One week after the 2005 WNBA Finals loss to the Sacramento Monarchs, Douglas married Vasilis Giapalakis in Athens, Greece. Giapalakis is a sports agent who represents male and female basketball players. Douglas, who played for a Lithuanian basketball team in the WNBA offseason, met Giapalakis when she was playing for a Greek club. The couple divorced a few years later.

In July 2015, just a couple months after her retirement, Douglas married Fred Poe, who is an owner of a fence company named K & K Fence Co. Douglas and her husband have a second in home in Fort Myers, Florida.

==Business ventures==
In 2017, Douglas opened an Orangetheory Fitness franchise fitness center in Greenwood, Indiana.

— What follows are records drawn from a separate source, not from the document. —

// ── Retried remote calls ──
//
// Every remote call goes through `RetryPolicy::run`. A call result is first
// classified into a `CallOutcome`; transient failures are retried up to the
// attempt budget with no backoff, everything else returns immediately.

use std::future::Future;

use tracing::{debug, warn};

use crate::error::CoreError;
use crate::remote::ApiError;

/// Classification of a single remote call.
#[derive(Debug)]
pub enum CallOutcome<T> {
    Success(T),
    /// Transport failure or unstructured/5xx response.
    Retryable(String),
    /// Authentication, malformed body, or a structured business error.
    Fatal(ApiError),
    /// Create refused because the name is taken.
    DuplicateName(String),
}

impl<T> From<Result<T, ApiError>> for CallOutcome<T> {
    fn from(result: Result<T, ApiError>) -> Self {
        match result {
            Ok(value) => Self::Success(value),
            Err(ApiError::DuplicateName { message }) => Self::DuplicateName(message),
            Err(err) if err.is_transient() => Self::Retryable(err.to_string()),
            Err(err) => Self::Fatal(err),
        }
    }
}

/// Result of a retried call that did not fail outright.
#[derive(Debug, Clone, PartialEq, Eq)]
pub enum Outcome<T> {
    Done(T),
    DuplicateName(String),
}

/// Fixed attempt budget, no backoff.
#[derive(Debug, Clone, Copy, PartialEq, Eq)]
pub struct RetryPolicy {
    max_attempts: u32,
}

impl Default for RetryPolicy {
    fn default() -> Self {
        Self { max_attempts: 4 }
    }
}

impl RetryPolicy {
    pub fn new(max_attempts: u32) -> Self {
        Self {
            max_attempts: max_attempts.max(1),
        }
    }

    pub fn max_attempts(&self) -> u32 {
        self.max_attempts
    }

    /// Run `call` until it succeeds, fails fatally, reports a duplicate
    /// name, or the budget runs out.
    pub async fn run<T, F, Fut>(&self, operation: &str, mut call: F) -> Result<Outcome<T>, CoreError>
    where
        F: FnMut() -> Fut,
        Fut: Future<Output = Result<T, ApiError>>,
    {
        let mut last_reason = String::new();

        for attempt in 1..=self.max_attempts {
            match CallOutcome::from(call().await) {
                CallOutcome::Success(value) => {
                    if attempt > 1 {
                        debug!("{operation} succeeded on attempt {attempt}");
                    }
                    return Ok(Outcome::Done(value));
                }
                CallOutcome::DuplicateName(message) => return Ok(Outcome::DuplicateName(message)),
                CallOutcome::Fatal(err) => return Err(CoreError::from_api(operation, err)),
                CallOutcome::Retryable(reason) => {
                    warn!(
                        "{operation} failed attempt {attempt} of {}: {reason}",
                        self.max_attempts
                    );
                    last_reason = reason;
                }
            }
        }

        Err(CoreError::RetriesExhausted {
            operation: operation.to_owned(),
            attempts: self.max_attempts,
            reason: last_reason,
        })
    }

    /// Like [`run`](Self::run) for calls that never create anything: a
    /// duplicate-name answer is unexpected and treated as fatal.
    pub async fn call<T, F, Fut>(&self, operation: &str, call: F) -> Result<T, CoreError>
    where
        F: FnMut() -> Fut,
        Fut: Future<Output = Result<T, ApiError>>,
    {
        match self.run(operation, call).await? {
            Outcome::Done(value) => Ok(value),
            Outcome::DuplicateName(message) => Err(CoreError::Remote {
                operation: operation.to_owned(),
                message: format!("duplicate name: {message}"),
            }),
        }
    }
}

#[cfg(test)]
#[allow(clippy::unwrap_used)]
mod tests {
    use std::cell::Cell;

    use super::*;

    fn unavailable() -> ApiError {
        ApiError::Api {
            status: 503,
            message: "unavailable".into(),
            code: None,
            structured: false,
        }
    }

    #[tokio::test]
    async fn retries_transient_until_success() {
        let calls = Cell::new(0);
        let policy = RetryPolicy::default();

        let outcome = policy
            .run("fetch root", || {
                calls.set(calls.get() + 1);
                let n = calls.get();
                async move { if n < 3 { Err(unavailable()) } else { Ok(7) } }
            })
            .await
            .unwrap();

        assert_eq!(outcome, Outcome::Done(7));
        assert_eq!(calls.get(), 3);
    }

    #[tokio::test]
    async fn gives_up_after_budget() {
        let calls = Cell::new(0);
        let policy = RetryPolicy::new(4);

        let err = policy
            .run("fetch root", || {
                calls.set(calls.get() + 1);
                async { Err::<(), _>(unavailable()) }
            })
            .await
            .unwrap_err();

        assert_eq!(calls.get(), 4);
        assert!(matches!(err, CoreError::RetriesExhausted { attempts: 4, .. }));
    }

    #[tokio::test]
    async fn fatal_errors_abort_immediately() {
        let calls = Cell::new(0);
        let policy = RetryPolicy::default();

        let err = policy
            .run("create site", || {
                calls.set(calls.get() + 1);
                async {
                    Err::<(), _>(ApiError::Api {
                        status: 400,
                        message: "bad parent".into(),
                        code: Some("INVALID".into()),
                        structured: true,
                    })
                }
            })
            .await
            .unwrap_err();

        assert_eq!(calls.get(), 1);
        assert!(matches!(err, CoreError::Remote { .. }));
    }

    #[tokio::test]
    async fn duplicate_name_is_not_retried() {
        let calls = Cell::new(0);
        let policy = RetryPolicy::default();

        let outcome = policy
            .run("create site", || {
                calls.set(calls.get() + 1);
                async {
                    Err::<(), _>(ApiError::DuplicateName {
                        message: "duplicate".into(),
                    })
                }
            })
            .await
            .unwrap();

        assert_eq!(calls.get(), 1);
        assert_eq!(outcome, Outcome::DuplicateName("duplicate".into()));
    }
}
//! Shared helpers for command handlers.

use crate::error::CliError;

/// Map a dialoguer / interactive I/O failure into CliError.
pub fn prompt_err(e: impl std::fmt::Display) -> CliError {
    CliError::Validation {
        field: "interactive".into(),
        reason: format!("prompt failed: {e} (use --yes for unattended runs)"),
    }
}

/// Ask a yes/no question on the terminal.
pub fn confirm(message: &str, default: bool) -> Result<bool, CliError> {
    dialoguer::Confirm::new()
        .with_prompt(message)
        .default(default)
        .interact()
        .map_err(prompt_err)
}
// ── Hierarchy preview ──
//
// Nested view of what a run would provision, shown before anything is
// created. Keys are sorted; every location level may carry a `BUILDINGS`
// map, and every building a `FLOORS` map with per-floor device counts.

use std::collections::BTreeMap;

use serde::Serialize;
use serde_json::Value;

use crate::error::CoreError;
use crate::model::{Address, GLOBAL, Topology};

#[derive(Debug, Default, Serialize)]
struct LocationLevel {
    #[serde(flatten)]
    children: BTreeMap<String, LocationLevel>,
    #[serde(rename = "BUILDINGS", skip_serializing_if = "BTreeMap::is_empty")]
    buildings: BTreeMap<String, BuildingPreview>,
}

#[derive(Debug, Serialize)]
struct BuildingPreview {
    address: Address,
    #[serde(rename = "FLOORS")]
    floors: BTreeMap<String, FloorPreview>,
}

#[derive(Debug, Serialize)]
struct FloorPreview {
    #[serde(rename = "deviceCount")]
    device_count: usize,
}

/// Build the preview tree rooted at `Global` from a reconciled topology.
pub fn build_preview(topology: &Topology) -> Result<Value, CoreError> {
    let mut root = LocationLevel::default();

    for unit in &topology.units {
        let level = unit
            .ancestor_path
            .iter()
            .fold(&mut root, |level, segment| {
                level.children.entry(segment.clone()).or_default()
            });

        let floors = topology
            .floors_of(unit.unit_id)
            .map(|floor| {
                (
                    floor.name.clone(),
                    FloorPreview {
                        device_count: topology.device_count_on_floor(floor.floor_id),
                    },
                )
            })
            .collect();

        level.buildings.insert(
            unit.name.clone(),
            BuildingPreview {
                address: unit.address.clone(),
                floors,
            },
        );
    }

    let tree = BTreeMap::from([(GLOBAL, root)]);
    // serde_json's default map is ordered, which sorts every level.
    serde_json::to_value(tree).map_err(|e| CoreError::Internal(format!("preview: {e}")))
}
// ── Domain model ──
//
// Records derived from the topology snapshot, the reconciled hierarchy, and
// the remote-side shapes the engine reasons about.

pub mod device;
pub mod ids;
pub mod location;
pub mod unit;

// ── Re-exports ──────────────────────────────────────────────────────

pub use device::{DeviceGroup, DeviceLocation, LocationAssignment, RemoteDevice};
pub use ids::{FloorId, MacAddress, RemoteId, UnitId};
pub use location::{
    ChildKind, GLOBAL, LocationKind, LocationNode, MAX_NAME_LEN, ParentRef, RemoteNode,
    RemoteNodeType,
};
pub use unit::{
    Address, ApRecord, DomainUnit, FloorRecord, FloorSettings, GridPosition, Topology, UNKNOWN,
};
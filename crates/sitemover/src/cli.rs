//! Clap derive structures for the `sitemover` CLI.

use std::path::PathBuf;

use clap::{Args, Parser, Subcommand, ValueEnum};

use sitemover_core::MatchStrategy;

// ── Top-Level CLI ────────────────────────────────────────────────────

/// sitemover -- move a legacy controller's sites, floors and APs to the cloud
#[derive(Debug, Parser)]
#[command(
    name = "sitemover",
    version,
    about = "Migrate legacy wireless controller topologies into a cloud inventory service",
    long_about = "Reads a topology snapshot exported from a legacy wireless controller,\n\
        recreates its location hierarchy (site groups, sites, buildings, floors)\n\
        in the cloud inventory service, and places already-enrolled APs on the\n\
        new floors.\n\n\
        Re-running a migration is safe: existing locations are reused.",
    propagate_version = true,
    subcommand_required = true,
    arg_required_else_help = true
)]
pub struct Cli {
    #[command(flatten)]
    pub global: GlobalOpts,

    #[command(subcommand)]
    pub command: Command,
}

// ── Global Options ───────────────────────────────────────────────────

#[derive(Debug, Args)]
pub struct GlobalOpts {
    /// Service profile to use
    #[arg(long, short = 'p', env = "SITEMOVER_PROFILE", global = true)]
    pub profile: Option<String>,

    /// Inventory API base URL (overrides profile)
    #[arg(long, env = "SITEMOVER_API_URL", global = true)]
    pub api_url: Option<String>,

    /// API bearer token
    #[arg(long, env = "SITEMOVER_TOKEN", global = true, hide_env_values = true)]
    pub token: Option<String>,

    /// Output format
    #[arg(
        long,
        short = 'o',
        env = "SITEMOVER_OUTPUT",
        default_value = "table",
        global = true
    )]
    pub output: OutputFormat,

    /// When to use color output
    #[arg(long, default_value = "auto", global = true)]
    pub color: ColorMode,

    /// Increase verbosity (-v, -vv, -vvv)
    #[arg(long, short = 'v', action = clap::ArgAction::Count, global = true)]
    pub verbose: u8,

    /// Suppress non-error output
    #[arg(long, short = 'q', global = true)]
    pub quiet: bool,

    /// Non-interactive: skip prompts and rename duplicates automatically
    #[arg(long, short = 'y', global = true)]
    pub yes: bool,

    /// Skip TLS certificate verification
    #[arg(long, short = 'k', env = "SITEMOVER_INSECURE", global = true)]
    pub insecure: bool,

    /// Request timeout in seconds
    #[arg(long, env = "SITEMOVER_TIMEOUT", global = true)]
    pub timeout: Option<u64>,

    /// Attempts per remote call before giving up
    #[arg(long, env = "SITEMOVER_RETRIES", global = true, value_parser = clap::value_parser!(u32).range(1..))]
    pub retries: Option<u32>,
}

// ── Output & Color Enums ─────────────────────────────────────────────

#[derive(Debug, Clone, Copy, PartialEq, Eq, ValueEnum)]
pub enum OutputFormat {
    /// Pretty table (default, interactive)
    Table,
    /// Pretty-printed JSON
    Json,
    /// YAML
    Yaml,
}

#[derive(Debug, Clone, Copy, PartialEq, Eq, ValueEnum)]
pub enum ColorMode {
    /// Auto-detect (color if terminal is interactive)
    Auto,
    /// Always emit color codes
    Always,
    /// Never emit color codes
    Never,
}

// ── Commands ─────────────────────────────────────────────────────────

#[derive(Debug, Subcommand)]
pub enum Command {
    /// Provision the snapshot's hierarchy and move devices onto it
    Migrate(MigrateArgs),

    /// Show the hierarchy a snapshot would produce (no network access)
    Preview(PreviewArgs),

    /// Manage CLI configuration and profiles
    Config(ConfigArgs),

    /// Generate shell completions
    Completions(CompletionsArgs),
}

#[derive(Debug, Clone, Copy, PartialEq, Eq, ValueEnum)]
pub enum MatchBy {
    /// Look devices up by AP MAC address
    Mac,
    /// Use `RFD-<domain>` device-group membership
    Group,
}

impl From<MatchBy> for MatchStrategy {
    fn from(value: MatchBy) -> Self {
        match value {
            MatchBy::Mac => Self::Mac,
            MatchBy::Group => Self::Group,
        }
    }
}

#[derive(Debug, Args)]
pub struct MigrateArgs {
    /// Topology snapshot (JSON or YAML)
    pub snapshot: PathBuf,

    /// How enrolled devices are matched to snapshot APs
    #[arg(long, value_enum, default_value = "mac")]
    pub match_by: MatchBy,

    /// Don't warn for every AP placed on a defaulted floor
    #[arg(long)]
    pub no_ap_floor_log: bool,

    /// MAC addresses per lookup request
    #[arg(long, value_parser = clap::value_parser!(u16).range(1..=1000))]
    pub batch_size: Option<u16>,
}

#[derive(Debug, Args)]
pub struct PreviewArgs {
    /// Topology snapshot (JSON or YAML)
    pub snapshot: PathBuf,
}

// ━━━━━━━━━━━━━━━━━━━━━━━━━━━━━━━━━━━━━━━━━━━━━━━━━━━━━━━━━━━━━━━━━━
//  CONFIG
// ━━━━━━━━━━━━━━━━━━━━━━━━━━━━━━━━━━━━━━━━━━━━━━━━━━━━━━━━━━━━━━━━━━

#[derive(Debug, Args)]
pub struct ConfigArgs {
    #[command(subcommand)]
    pub command: ConfigCommand,
}

#[derive(Debug, Subcommand)]
pub enum ConfigCommand {
    /// Create initial config file with guided setup
    Init,

    /// Display current resolved configuration
    Show,

    /// Store an API token in the system keyring
    SetToken {
        /// Profile name
        #[arg(long)]
        profile: Option<String>,
    },
}

// ━━━━━━━━━━━━━━━━━━━━━━━━━━━━━━━━━━━━━━━━━━━━━━━━━━━━━━━━━━━━━━━━━━
//  COMPLETIONS
// ━━━━━━━━━━━━━━━━━━━━━━━━━━━━━━━━━━━━━━━━━━━━━━━━━━━━━━━━━━━━━━━━━━

#[derive(Debug, Args)]
pub struct CompletionsArgs {
    /// Shell to generate completions for
    pub shell: clap_complete::Shell,
}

==Awards and achievements==
- 2005 WNBA All-Defensive First Team
- 2006 All-WNBA First Team, WNBA All-Defensive First Team, WNBA All-Star Selection (MVP)
- 2007 All-WNBA Second Team, WNBA All-Defensive First Team, WNBA All-Star Selection
- 2009 All-WNBA Second Team, WNBA All-Star Selection
- 2010 All-WNBA Second Team, WNBA All-Defensive Second Team
- 2011 WNBA All-Defensive Second Team, WNBA All-Star Selection
- Number 23 retired by the Connecticut Sun.